'''
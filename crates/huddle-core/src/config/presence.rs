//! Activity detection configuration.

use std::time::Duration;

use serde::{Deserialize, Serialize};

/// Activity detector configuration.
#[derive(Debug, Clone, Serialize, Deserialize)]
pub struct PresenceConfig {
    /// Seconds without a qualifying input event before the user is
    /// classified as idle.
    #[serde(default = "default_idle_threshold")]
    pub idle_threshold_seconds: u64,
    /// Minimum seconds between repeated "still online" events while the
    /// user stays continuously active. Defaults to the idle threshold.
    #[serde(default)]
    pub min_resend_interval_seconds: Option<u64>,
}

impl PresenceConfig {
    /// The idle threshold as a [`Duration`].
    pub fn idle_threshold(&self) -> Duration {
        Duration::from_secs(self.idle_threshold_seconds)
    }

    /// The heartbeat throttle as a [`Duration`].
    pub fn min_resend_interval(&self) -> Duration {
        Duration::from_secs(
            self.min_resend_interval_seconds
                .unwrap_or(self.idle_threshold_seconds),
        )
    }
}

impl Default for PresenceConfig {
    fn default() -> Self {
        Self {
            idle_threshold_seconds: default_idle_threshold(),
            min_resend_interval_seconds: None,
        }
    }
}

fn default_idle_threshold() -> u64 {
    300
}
'''
'''
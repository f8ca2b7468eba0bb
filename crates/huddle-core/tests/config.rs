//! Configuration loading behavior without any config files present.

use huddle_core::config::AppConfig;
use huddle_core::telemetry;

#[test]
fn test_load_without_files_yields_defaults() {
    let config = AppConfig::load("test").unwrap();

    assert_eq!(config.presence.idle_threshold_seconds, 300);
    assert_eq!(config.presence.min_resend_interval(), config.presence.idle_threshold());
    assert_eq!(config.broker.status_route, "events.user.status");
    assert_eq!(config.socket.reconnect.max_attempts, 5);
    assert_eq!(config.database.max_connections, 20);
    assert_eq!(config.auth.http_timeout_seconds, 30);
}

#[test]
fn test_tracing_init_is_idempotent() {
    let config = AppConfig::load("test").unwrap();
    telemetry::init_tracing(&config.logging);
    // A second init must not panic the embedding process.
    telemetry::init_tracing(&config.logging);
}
'''
▶ Exercise aim
Across the material, report every line that has the word "events".

▶ Written reply
    /// Minimum seconds between repeated "still online" events while the
    assert_eq!(config.broker.status_route, "events.user.status");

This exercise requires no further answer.